[Saved data entries]
- - - -
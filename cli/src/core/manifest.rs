//! # nsbrand Manifest
//!
//! File: cli/src/core/manifest.rs
//!
//! The ordered list of files a run changed (or, in preview mode, would
//! change). The transformer returns one; the finalizer appends to it; the
//! reporter reads it. Paths are relative to the tree the run worked on, so a
//! preview over the template tree and a real run over the output directory
//! produce comparable manifests.
//!
use std::path::{Path, PathBuf};

/// How a file was handled.
#[derive(Debug, Clone, Copy, PartialEq, Eq)]
pub enum FileCategory {
    /// Ordinary template file, rewritten by the shape rules.
    Normal,
    /// The declaration-less helper file.
    EntryHelper,
    /// A generated or rewritten loader.
    Loader,
}

/// Outcome for one file.
#[derive(Debug, Clone, PartialEq, Eq)]
pub struct FileRecord {
    pub path: PathBuf,
    pub changed: bool,
    pub category: FileCategory,
}

impl FileRecord {
    pub fn changed(path: impl Into<PathBuf>, category: FileCategory) -> Self {
        Self {
            path: path.into(),
            changed: true,
            category,
        }
    }

    /// `/`-separated display form of the relative path.
    pub fn display_path(&self) -> String {
        display_relative(&self.path)
    }
}

/// Insertion-ordered records of one run.
#[derive(Debug, Clone, Default, PartialEq, Eq)]
pub struct Manifest {
    records: Vec<FileRecord>,
}

impl Manifest {
    pub fn new() -> Self {
        Self::default()
    }

    pub fn push(&mut self, record: FileRecord) {
        self.records.push(record);
    }

    pub fn extend(&mut self, other: Manifest) {
        self.records.extend(other.records);
    }

    pub fn iter(&self) -> impl Iterator<Item = &FileRecord> {
        self.records.iter()
    }

    /// Number of records flagged as changed.
    pub fn changed_count(&self) -> usize {
        self.records.iter().filter(|r| r.changed).count()
    }

    pub fn is_empty(&self) -> bool {
        self.records.is_empty()
    }

    /// Records of one category.
    pub fn of_category(&self, category: FileCategory) -> impl Iterator<Item = &FileRecord> {
        self.records.iter().filter(move |r| r.category == category)
    }
}

/// Joins path components with `/` regardless of platform.
pub fn display_relative(path: &Path) -> String {
    path.components()
        .map(|c| c.as_os_str().to_string_lossy().into_owned())
        .collect::<Vec<_>>()
        .join("/")
}
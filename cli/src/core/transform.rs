//! # nsbrand Tree Transformation
//!
//! File: cli/src/core/transform.rs
//!
//! ## Overview
//!
//! Applies the rewrite rules to every source file under a tree root. The
//! build command points it at the freshly copied output directory; install
//! mode and every preview point it at the template tree itself, with writes
//! disabled for the preview case.
//!
//! ## Architecture
//!
//! The walk is sorted by file name at every level, so the returned manifest
//! has a stable order and a preview lists files in the same order a real run
//! would. For each file with the source extension:
//!
//! 1. the loader artifact is skipped (the finalizer owns it),
//! 2. the entry helper goes through `Rewriter::rewrite_entry_helper`,
//! 3. everything else goes through `Rewriter::rewrite_module`.
//!
//! A file is written back only when its content changed and the run is not a
//! preview, and only changed files are recorded. Files that are not valid
//! UTF-8 are skipped with a warning. Any I/O error aborts the walk; files
//! already rewritten stay rewritten.
//!
use crate::common::fs::io;
use crate::core::config::Layout;
use crate::core::error::Result;
use crate::core::manifest::{display_relative, FileCategory, FileRecord, Manifest};
use crate::core::rewrite::Rewriter;
use crate::core::syntax::Syntax;
use anyhow::Context;
use std::path::Path;
use tracing::{debug, info, warn};
use walkdir::WalkDir;

/// Walks a tree and rewrites it with one `Rewriter`.
#[derive(Debug)]
pub struct Transformer<'a> {
    rewriter: &'a Rewriter,
    syntax: &'a Syntax,
    layout: &'a Layout,
    dry_run: bool,
}

impl<'a> Transformer<'a> {
    pub fn new(rewriter: &'a Rewriter, syntax: &'a Syntax, layout: &'a Layout, dry_run: bool) -> Self {
        Self {
            rewriter,
            syntax,
            layout,
            dry_run,
        }
    }

    /// Rewrites every source file under `root` and returns what changed.
    pub fn transform_tree(&self, root: &Path) -> Result<Manifest> {
        info!(
            "Transforming {} (target {}, dry_run: {})",
            root.display(),
            self.rewriter.target(),
            self.dry_run
        );
        let mut manifest = Manifest::new();

        for entry in WalkDir::new(root).sort_by_file_name() {
            let entry =
                entry.with_context(|| format!("Failed to walk directory {}", root.display()))?;
            if !entry.file_type().is_file() || !self.syntax.is_source_file(entry.path()) {
                continue;
            }
            let relative = entry.path().strip_prefix(root).with_context(|| {
                format!("{} is not under {}", entry.path().display(), root.display())
            })?;

            if relative == self.layout.loader_file {
                debug!("Skipping loader {}", display_relative(relative));
                continue;
            }
            let category = if relative == self.layout.entry_helper {
                FileCategory::EntryHelper
            } else {
                FileCategory::Normal
            };

            if self.transform_file(entry.path(), category)? {
                manifest.push(FileRecord::changed(relative, category));
            }
        }

        info!("{} file(s) changed under {}", manifest.changed_count(), root.display());
        Ok(manifest)
    }

    /// Returns whether the file's content changed.
    fn transform_file(&self, path: &Path, category: FileCategory) -> Result<bool> {
        let Some(original) = io::read_text_file(path)? else {
            warn!("Skipping {}: not valid UTF-8", path.display());
            return Ok(false);
        };

        let rewritten = match category {
            FileCategory::EntryHelper => self.rewriter.rewrite_entry_helper(&original),
            _ => self.rewriter.rewrite_module(&original),
        };

        if rewritten == original {
            debug!("Unchanged: {}", path.display());
            return Ok(false);
        }
        if self.dry_run {
            debug!("Would rewrite {:?} file {}", category, path.display());
        } else {
            io::write_string_to_file(path, &rewritten)?;
            debug!("Rewrote {:?} file {}", category, path.display());
        }
        Ok(true)
    }
}
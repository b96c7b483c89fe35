//! # nsbrand UI Utilities Module (`common::ui`)
//!
//! File: cli/src/common/ui/mod.rs
//!
//! ## Overview
//!
//! User-facing terminal output and the interactive confirmation used by the
//! destructive `install` command. Logging goes through `tracing` to stderr;
//! everything in this module is meant for the person running the tool and goes
//! to stdout (errors to stderr).
//!
//! ## Architecture
//!
//! - Styled line printers (`info`, `warning`, `comment`, `error`, `line`,
//!   `banner`) built on the `colored` crate. Colors are dropped automatically
//!   when `NO_COLOR` is set.
//! - The `Confirm` trait abstracts the yes/no prompt so commands can be driven
//!   by a scripted answer in tests. `StdinConfirm` is the real implementation:
//!   only `y`/`yes` (any case) counts as consent; anything else, including an
//!   empty line or end of input, is a refusal.
//!
use crate::core::error::Result;
use anyhow::Context;
use colored::Colorize;
use std::io::{self, BufRead, Write};

/// Green status line.
pub fn info(message: &str) {
    println!("{}", message.green());
}

/// Yellow status line.
pub fn warning(message: &str) {
    println!("{}", message.yellow());
}

/// Dimmed detail line.
pub fn comment(message: &str) {
    println!("{}", message.dimmed());
}

/// Plain line.
pub fn line(message: &str) {
    println!("{}", message);
}

/// Red line on stderr.
pub fn error(message: &str) {
    eprintln!("{}", message.red());
}

/// Key/value line with the value highlighted.
pub fn field(label: &str, value: &str) {
    println!("{} {}", format!("{}:", label), value.cyan().bold());
}

/// Boxed title.
pub fn banner(title: &str) {
    let width = 62;
    let rule = "═".repeat(width);
    println!();
    info(&format!("╔{}╗", rule));
    info(&format!("║{:^width$}║", title, width = width));
    info(&format!("╚{}╝", rule));
    println!();
}

/// Horizontal rule used around summaries.
pub fn rule() {
    info(&"═".repeat(63));
}

/// A yes/no question put to the user.
pub trait Confirm {
    fn confirm(&mut self, question: &str) -> Result<bool>;
}

/// Asks on stdout and reads the answer from stdin.
#[derive(Debug, Default)]
pub struct StdinConfirm;

impl Confirm for StdinConfirm {
    fn confirm(&mut self, question: &str) -> Result<bool> {
        print!("{} ", format!("{} [y/N]:", question).yellow());
        io::stdout().flush().context("Failed to flush stdout")?;
        let mut answer = String::new();
        io::stdin()
            .lock()
            .read_line(&mut answer)
            .context("Failed to read confirmation from stdin")?;
        Ok(is_affirmative(&answer))
    }
}

/// `y` or `yes`, ignoring case and surrounding whitespace.
pub fn is_affirmative(answer: &str) -> bool {
    matches!(answer.trim().to_ascii_lowercase().as_str(), "y" | "yes")
}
- - - -
What the task asks: Output the lines of the records above exactly as they appear, from the line containing "use colored::Colorize;" through the line containing "Dimmed detail line.".

Answer box:
use colored::Colorize;
use std::io::{self, BufRead, Write};

/// Green status line.
pub fn info(message: &str) {
    println!("{}", message.green());
}

/// Yellow status line.
pub fn warning(message: &str) {
    println!("{}", message.yellow());
}

/// Dimmed detail line.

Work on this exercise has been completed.